As crop yields drop and prices rise, malnutrition will increase in the most vulnerable groups. Again, the effects will not be equally distributed, with young children in developing countries most adversely affected. Development in utero and during the first 3 years of life is especially vulnerable to nutritional deficiencies, and most survivors of childhood malnutrition continue to suffer from poor health as adults (71). Studies have shown that adults who survive childhood malnutrition are physically small with reduced muscle development and reduced aerobic capacity, resulting in decreased strength and endurance, and leading to less productive adult lives (71, 72).

The Food and Agriculture Organisation of the United Nations (FAO) now estimates that around one billion persons are currently undernourished – a number that has actually increased by around 20% during this decade (73). Modelling by the International Food Policy Research Institute (IFPRI) has predicted that by 2050, worldwide, there will be approximately 138 million malnourished children under the age of five (65).

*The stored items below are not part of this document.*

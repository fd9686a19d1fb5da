//! Bot state and the operations handlers and the connector run on a session.

use std::collections::{BTreeSet, HashMap};
use std::sync::atomic::{AtomicU64, Ordering};
use std::time::Duration;

use kneiss_proto::{Capability, Message};
use parking_lot::Mutex;
use tracing::{debug, info};

use crate::config::Config;
use crate::error::{HandshakeError, SessionError};
use crate::handshake::{channel_name, HandshakeKey, Handshakes};
use crate::network::SessionHandle;
use crate::transcript::Transcript;

/// Login credentials.
#[derive(Clone)]
pub struct Identity {
    pub username: String,
    pub token: String,
}

impl std::fmt::Debug for Identity {
    fn fmt(&self, f: &mut std::fmt::Formatter<'_>) -> std::fmt::Result {
        f.debug_struct("Identity")
            .field("username", &self.username)
            .field("token", &"********")
            .finish()
    }
}

// ============================================================================
// Chat statistics
// ============================================================================

/// Counters updated by the chat handlers.
#[derive(Debug, Default)]
pub struct ChatStats {
    messages: AtomicU64,
    bans: AtomicU64,
    timeouts: AtomicU64,
    clears: AtomicU64,
    notices: AtomicU64,
}

/// Point-in-time copy of [`ChatStats`].
#[derive(Debug, Clone, Copy, Default, PartialEq, Eq)]
pub struct StatsSnapshot {
    pub messages: u64,
    pub bans: u64,
    pub timeouts: u64,
    pub clears: u64,
    pub notices: u64,
}

impl ChatStats {
    pub fn record_message(&self) {
        self.messages.fetch_add(1, Ordering::Relaxed);
    }

    pub fn record_ban(&self) {
        self.bans.fetch_add(1, Ordering::Relaxed);
    }

    pub fn record_timeout(&self) {
        self.timeouts.fetch_add(1, Ordering::Relaxed);
    }

    pub fn record_clear(&self) {
        self.clears.fetch_add(1, Ordering::Relaxed);
    }

    pub fn record_notice(&self) {
        self.notices.fetch_add(1, Ordering::Relaxed);
    }

    pub fn snapshot(&self) -> StatsSnapshot {
        StatsSnapshot {
            messages: self.messages.load(Ordering::Relaxed),
            bans: self.bans.load(Ordering::Relaxed),
            timeouts: self.timeouts.load(Ordering::Relaxed),
            clears: self.clears.load(Ordering::Relaxed),
            notices: self.notices.load(Ordering::Relaxed),
        }
    }
}

// ============================================================================
// Bot
// ============================================================================

/// Everything the bot knows that outlives a single session.
pub struct Bot {
    identity: Identity,
    capabilities: Vec<Capability>,
    /// Keyed by lowercase name without `!`.
    commands: HashMap<String, String>,
    handshakes: Handshakes,
    stats: ChatStats,
    joined: Mutex<BTreeSet<String>>,
    transcript: Option<Transcript>,
}

impl Bot {
    /// Build a bot. Command names are normalized to lowercase without `!`.
    pub fn new(
        identity: Identity,
        capabilities: Vec<Capability>,
        commands: HashMap<String, String>,
        handshake_timeout: Duration,
    ) -> Self {
        let commands = commands
            .into_iter()
            .map(|(name, reply)| (name.trim_start_matches('!').to_lowercase(), reply))
            .collect();

        Self {
            identity,
            capabilities,
            commands,
            handshakes: Handshakes::new(handshake_timeout),
            stats: ChatStats::default(),
            joined: Mutex::new(BTreeSet::new()),
            transcript: None,
        }
    }

    /// Record channel traffic to `transcript`.
    pub fn with_transcript(mut self, transcript: Transcript) -> Self {
        self.transcript = Some(transcript);
        self
    }

    pub fn from_config(config: &Config) -> Self {
        Self::new(
            Identity {
                username: config.twitch.username.clone(),
                token: config.twitch.token.clone(),
            },
            config.twitch.capabilities(),
            config.commands.clone(),
            config.connection.handshake_timeout(),
        )
    }

    pub fn identity(&self) -> &Identity {
        &self.identity
    }

    pub fn handshakes(&self) -> &Handshakes {
        &self.handshakes
    }

    pub fn stats(&self) -> &ChatStats {
        &self.stats
    }

    pub fn transcript(&self) -> Option<&Transcript> {
        self.transcript.as_ref()
    }

    /// Append a raw inbound line to the transcript of the channel it names.
    pub fn transcribe(&self, msg: &Message, raw: &str) {
        if let Some(transcript) = &self.transcript
            && let Some(channel) = msg.params.iter().find(|p| p.starts_with('#'))
        {
            transcript.record(channel, raw);
        }
    }

    /// Reply configured for `!name`, if any.
    pub fn command_reply(&self, name: &str) -> Option<&str> {
        self.commands.get(&name.to_lowercase()).map(String::as_str)
    }

    /// Channels joined on the current session, without `#`.
    pub fn joined_channels(&self) -> Vec<String> {
        self.joined.lock().iter().cloned().collect()
    }

    /// Forget per-session state before a new session starts.
    pub fn reset(&self) {
        self.handshakes.clear();
        self.joined.lock().clear();
    }

    /// Log in and wait for the server to accept.
    pub async fn connect(&self, session: &SessionHandle) -> Result<(), HandshakeError> {
        self.handshakes
            .connect(session, &self.identity.username, &self.identity.token)
            .await
    }

    /// Send one `CAP REQ` per configured capability.
    pub fn request_capabilities(&self, session: &SessionHandle) -> Result<(), SessionError> {
        for cap in &self.capabilities {
            debug!(capability = %cap, "requesting capability");
            session.send_message(&Message::cap_req(cap.as_str()))?;
        }
        Ok(())
    }

    pub async fn join(&self, session: &SessionHandle, channel: &str) -> Result<(), HandshakeError> {
        self.handshakes.join(session, channel).await?;
        self.joined.lock().insert(channel_name(channel));
        Ok(())
    }

    /// Send `PART` and forget the channel. Does not wait for a reply.
    pub fn part(&self, session: &SessionHandle, channel: &str) -> Result<(), SessionError> {
        let name = channel_name(channel);
        session.send_message(&Message::part(format!("#{name}")))?;
        self.handshakes.reset(&HandshakeKey::join(&name));
        if self.joined.lock().remove(&name) {
            info!(channel = %name, "parted");
        }
        Ok(())
    }

    pub fn privmsg(&self, session: &SessionHandle, channel: &str, text: &str) -> Result<(), SessionError> {
        session.send_message(&Message::privmsg(format!("#{}", channel_name(channel)), text))
    }
}

#[cfg(test)]
mod tests {
    use super::*;
    use crate::handshake::HandshakeState;
    use crate::handlers::Registry;
    use crate::testing::{read_lines, start_session, start_session_with, test_bot};
    use std::sync::Arc;
    use tokio::io::AsyncWriteExt;

    #[test]
    fn test_stats_snapshot() {
        let stats = ChatStats::default();
        stats.record_message();
        stats.record_message();
        stats.record_ban();
        stats.record_timeout();
        stats.record_clear();
        stats.record_notice();

        assert_eq!(
            stats.snapshot(),
            StatsSnapshot {
                messages: 2,
                bans: 1,
                timeouts: 1,
                clears: 1,
                notices: 1,
            }
        );
    }

    #[test]
    fn test_command_lookup_is_normalized() {
        let bot = test_bot();
        assert_eq!(bot.command_reply("discord"), Some("https://discord.gg/kneiss"));
        assert_eq!(bot.command_reply("Discord"), Some("https://discord.gg/kneiss"));
        assert_eq!(bot.command_reply("uptime"), Some("forever"));
        assert_eq!(bot.command_reply("missing"), None);
    }

    #[test]
    fn test_identity_debug_hides_token() {
        let bot = test_bot();
        let debug = format!("{:?}", bot.identity());
        assert!(debug.contains("kneissbot"));
        assert!(!debug.contains("secret"));
    }

    #[tokio::test]
    async fn test_request_capabilities() {
        let (session, mut server) = start_session();
        let bot = test_bot();

        bot.request_capabilities(session.handle()).unwrap();
        assert_eq!(
            read_lines(&mut server, 3).await,
            vec![
                "CAP REQ :twitch.tv/commands",
                "CAP REQ :twitch.tv/membership",
                "CAP REQ :twitch.tv/tags",
            ]
        );
    }

    #[tokio::test]
    async fn test_part_resets_join_state() {
        let (session, mut server) = start_session();
        let bot = test_bot();
        let key = HandshakeKey::join("kneiss");

        let pending = bot.handshakes().register(key.clone()).unwrap();
        bot.handshakes()
            .complete(&key, crate::handshake::HandshakeOutcome::Complete);
        drop(pending);
        bot.joined.lock().insert("kneiss".into());

        bot.part(session.handle(), "#Kneiss").unwrap();
        assert_eq!(read_lines(&mut server, 1).await, vec!["PART #kneiss"]);
        assert_eq!(bot.handshakes().state(&key), HandshakeState::Idle);
        assert!(bot.joined_channels().is_empty());
    }

    #[tokio::test]
    async fn test_privmsg_formats_channel() {
        let (session, mut server) = start_session();
        let bot = test_bot();

        bot.privmsg(session.handle(), "kneiss", "hello chat").unwrap();
        assert_eq!(
            read_lines(&mut server, 1).await,
            vec!["PRIVMSG #kneiss :hello chat"]
        );
    }

    #[tokio::test]
    async fn test_channel_lines_are_transcribed() {
        let dir = tempfile::tempdir().unwrap();
        let bot = Arc::new(
            Bot::new(
                Identity {
                    username: "kneissbot".into(),
                    token: "secret".into(),
                },
                Vec::new(),
                HashMap::new(),
                Duration::from_secs(5),
            )
            .with_transcript(Transcript::spawn(dir.path())),
        );
        let (_session, mut server) = start_session_with(Arc::new(Registry::with_defaults()), bot.clone());

        server
            .write_all(
                b"@badges= :viewer!viewer@viewer.tmi.twitch.tv PRIVMSG #kneiss :hello\r\n\
                  :viewer!viewer@viewer.tmi.twitch.tv JOIN #kneiss\r\n\
                  PING :tmi.twitch.tv\r\n",
            )
            .await
            .unwrap();
        assert_eq!(read_lines(&mut server, 1).await, vec!["PONG :tmi.twitch.tv"]);
        bot.transcript().unwrap().flush().await;

        let text = std::fs::read_to_string(dir.path().join("kneiss.txt")).unwrap();
        let lines: Vec<_> = text.lines().map(|l| l.split_once(' ').unwrap().1).collect();
        assert_eq!(
            lines,
            vec![
                "@badges= :viewer!viewer@viewer.tmi.twitch.tv PRIVMSG #kneiss :hello",
                ":viewer!viewer@viewer.tmi.twitch.tv JOIN #kneiss",
            ]
        );
        assert_eq!(std::fs::read_dir(dir.path()).unwrap().count(), 1);
    }

    #[test]
    fn test_transcribe_without_transcript_is_noop() {
        let bot = test_bot();
        assert!(bot.transcript().is_none());
        bot.transcribe(&kneiss_proto::parse("PRIVMSG #kneiss :hi"), "PRIVMSG #kneiss :hi");
    }
}
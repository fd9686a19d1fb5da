//! Handshake coordination between callers and the read loop.
//!
//! A caller that needs a specific reply (the end of the MOTD after login, the
//! end of NAMES after a join) registers a single-use waiter keyed by what it
//! waits for, then sends its request. The handler that sees the reply
//! completes the waiter for that key. Waiters for different keys can never
//! observe each other's replies, and completing one never blocks.

use std::collections::{HashMap, HashSet};
use std::fmt;
use std::sync::atomic::{AtomicU64, Ordering};
use std::time::Duration;

use kneiss_proto::Message;
use parking_lot::Mutex;
use tokio::sync::oneshot;
use tracing::{debug, info};

use crate::error::HandshakeError;
use crate::network::SessionHandle;

/// What a waiter is waiting for.
#[derive(Clone, Debug, PartialEq, Eq, Hash)]
pub enum HandshakeKey {
    /// Login, completed by `376`.
    Connect,
    /// Joining a channel, completed by `366`. Holds the normalized name.
    Join(String),
}

impl HandshakeKey {
    /// Key for joining `channel`, with or without its leading `#`.
    pub fn join(channel: &str) -> Self {
        Self::Join(channel_name(channel))
    }
}

impl fmt::Display for HandshakeKey {
    fn fmt(&self, f: &mut fmt::Formatter<'_>) -> fmt::Result {
        match self {
            Self::Connect => f.write_str("connect"),
            Self::Join(channel) => write!(f, "join #{channel}"),
        }
    }
}

/// Lowercase channel name without the leading `#`.
pub fn channel_name(channel: &str) -> String {
    channel.trim_start_matches('#').to_ascii_lowercase()
}

/// How the server answered.
#[derive(Clone, Debug, PartialEq, Eq)]
pub enum HandshakeOutcome {
    Complete,
    Rejected(String),
}

/// Progress of one handshake key.
#[derive(Clone, Copy, Debug, PartialEq, Eq)]
pub enum HandshakeState {
    Idle,
    Awaiting,
    Complete,
}

struct Waiter {
    id: u64,
    tx: oneshot::Sender<HandshakeOutcome>,
}

#[derive(Default)]
struct Inner {
    pending: HashMap<HandshakeKey, Waiter>,
    complete: HashSet<HandshakeKey>,
}

/// Keyed handshake waiters for one bot.
pub struct Handshakes {
    inner: Mutex<Inner>,
    next_id: AtomicU64,
    timeout: Duration,
}

impl Handshakes {
    /// Create an empty set of waiters. `timeout` bounds every [`Pending::wait`].
    pub fn new(timeout: Duration) -> Self {
        Self {
            inner: Mutex::new(Inner::default()),
            next_id: AtomicU64::new(1),
            timeout,
        }
    }

    /// Register a waiter for `key`.
    ///
    /// The waiter is removed again when the returned guard drops, whether or
    /// not it was completed.
    pub fn register(&self, key: HandshakeKey) -> Result<Pending<'_>, HandshakeError> {
        let mut inner = self.inner.lock();
        if inner.pending.contains_key(&key) {
            return Err(HandshakeError::AlreadyPending(key));
        }

        let id = self.next_id.fetch_add(1, Ordering::Relaxed);
        let (tx, rx) = oneshot::channel();
        inner.complete.remove(&key);
        inner.pending.insert(key.clone(), Waiter { id, tx });

        Ok(Pending {
            owner: self,
            key,
            id,
            rx,
        })
    }

    /// Resolve the waiter for `key`. Returns whether one was waiting.
    pub fn complete(&self, key: &HandshakeKey, outcome: HandshakeOutcome) -> bool {
        let mut inner = self.inner.lock();
        let Some(waiter) = inner.pending.remove(key) else {
            return false;
        };
        if outcome == HandshakeOutcome::Complete {
            inner.complete.insert(key.clone());
        }
        drop(inner);

        waiter.tx.send(outcome).is_ok()
    }

    /// Current progress for `key`. A key that was never registered, or was
    /// rejected or abandoned, is [`HandshakeState::Idle`].
    pub fn state(&self, key: &HandshakeKey) -> HandshakeState {
        let inner = self.inner.lock();
        if inner.pending.contains_key(key) {
            HandshakeState::Awaiting
        } else if inner.complete.contains(key) {
            HandshakeState::Complete
        } else {
            HandshakeState::Idle
        }
    }

    /// Forget a completed handshake, e.g. after leaving a channel.
    pub fn reset(&self, key: &HandshakeKey) {
        self.inner.lock().complete.remove(key);
    }

    /// Drop every waiter and completion. Pending waits fail with
    /// [`HandshakeError::SessionClosed`].
    pub fn clear(&self) {
        let mut inner = self.inner.lock();
        inner.pending.clear();
        inner.complete.clear();
    }

    /// Log in with `PASS` and `NICK` and wait for the end of the MOTD.
    pub async fn connect(
        &self,
        session: &SessionHandle,
        nick: &str,
        token: &str,
    ) -> Result<(), HandshakeError> {
        let pending = self.register(HandshakeKey::Connect)?;
        session.send_message(&Message::pass(oauth_password(token)))?;
        session.send_message(&Message::nick_cmd(nick))?;
        pending.wait(session).await?;
        info!(nick = %nick, "logged in");
        Ok(())
    }

    /// Join a channel and wait for the end of its NAMES list.
    pub async fn join(&self, session: &SessionHandle, channel: &str) -> Result<(), HandshakeError> {
        let key = HandshakeKey::join(channel);
        let target = format!("#{}", channel_name(channel));
        let pending = self.register(key)?;
        session.send_message(&Message::join(target.as_str()))?;
        pending.wait(session).await?;
        info!(channel = %target, "joined");
        Ok(())
    }
}

/// `PASS` argument for a token, adding `oauth:` unless already there.
fn oauth_password(token: &str) -> String {
    if token.starts_with("oauth:") {
        token.to_string()
    } else {
        format!("oauth:{token}")
    }
}

/// A registered waiter.
pub struct Pending<'a> {
    owner: &'a Handshakes,
    key: HandshakeKey,
    id: u64,
    rx: oneshot::Receiver<HandshakeOutcome>,
}

impl Pending<'_> {
    /// Wait for the outcome, bounded by the handshake timeout and by the
    /// session staying open.
    pub async fn wait(mut self, session: &SessionHandle) -> Result<(), HandshakeError> {
        let after = self.owner.timeout;
        let outcome = tokio::select! {
            res = tokio::time::timeout(after, &mut self.rx) => match res {
                Ok(Ok(outcome)) => outcome,
                Ok(Err(_)) => return Err(HandshakeError::SessionClosed(self.key.clone())),
                Err(_) => {
                    debug!(key = %self.key, "handshake timed out");
                    return Err(HandshakeError::Timeout { key: self.key.clone(), after });
                }
            },
            _ = session.closed() => return Err(HandshakeError::SessionClosed(self.key.clone())),
        };

        match outcome {
            HandshakeOutcome::Complete => Ok(()),
            HandshakeOutcome::Rejected(reason) => Err(HandshakeError::Rejected {
                key: self.key.clone(),
                reason,
            }),
        }
    }
}

impl Drop for Pending<'_> {
    fn drop(&mut self) {
        let mut inner = self.owner.inner.lock();
        if inner.pending.get(&self.key).is_some_and(|w| w.id == self.id) {
            inner.pending.remove(&self.key);
        }
    }
}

Malnutrition will undermine the strength, health, and productivity of current and future working populations. The consequences of malnutrition in early life are usually severe and often irreversible. They include physical deformity and weakness; delayed motor, cognitive, and behavioural development; increased susceptibility to infection and disease; and premature mortality. These effects lead to less productive lives as adults and a reduction of the potential workforce in future years. Malnutrition also reduces intellectual development and capacity so that children are less capable of benefitting from education (even if it is available) and, in the long-term, may result in declines in the skill and mental capacities of underfed populations in poorer countries (67, 71).

Outdoor workers will be strongly affected by current and future malnutrition as the physical demands of their jobs increase, but entire populations may be at risk if there are major food shortages as well as endemic malnutrition. Climate change will also increase the already heavy workload of women in developing countries who tend to bear the burden of high fertility rates, childcare, and household tasks (such as cooking), as well as contributing to farming activities. Cultural influences may exacerbate the effects of climate change on women's workloads, such as in the Sahel and Horn of Africa, where men often migrate during droughts and leave women alone at home to continue raising the children, working the fields, tending to livestock, and managing the home. Such demands will substantially decrease the ability of women on their own to provide proper care and nutrition to infants (74).

Conclusions

The potential impacts of climate change on working populations extend far beyond the more overt risks associated with direct exposure to greater extremes of heat. These non-heat-related impacts of climate change on working populations are many and varied with substantial impacts at all economic levels. Adverse impacts may be observed in both developed and developing countries, although it is likely that the latter will bear more of the burden due to endemic poverty and disadvantage. These impacts of climate change on working populations will vary greatly by location. Increases in vector-borne diseases may be significant in one location, while another population experiences food shortages and malnutrition. Elsewhere, some populations may be adversely affected by multiple non-heat-related challenges to worker health. Non-heat-related impacts of climate change are wide-ranging and will often have serious health and economic consequences. They should be taken into account in the future planning of adaptive strategies in working populations.

Conflict of interest and funding

The authors have not received any funding or benefits from industry or elsewhere to conduct this study.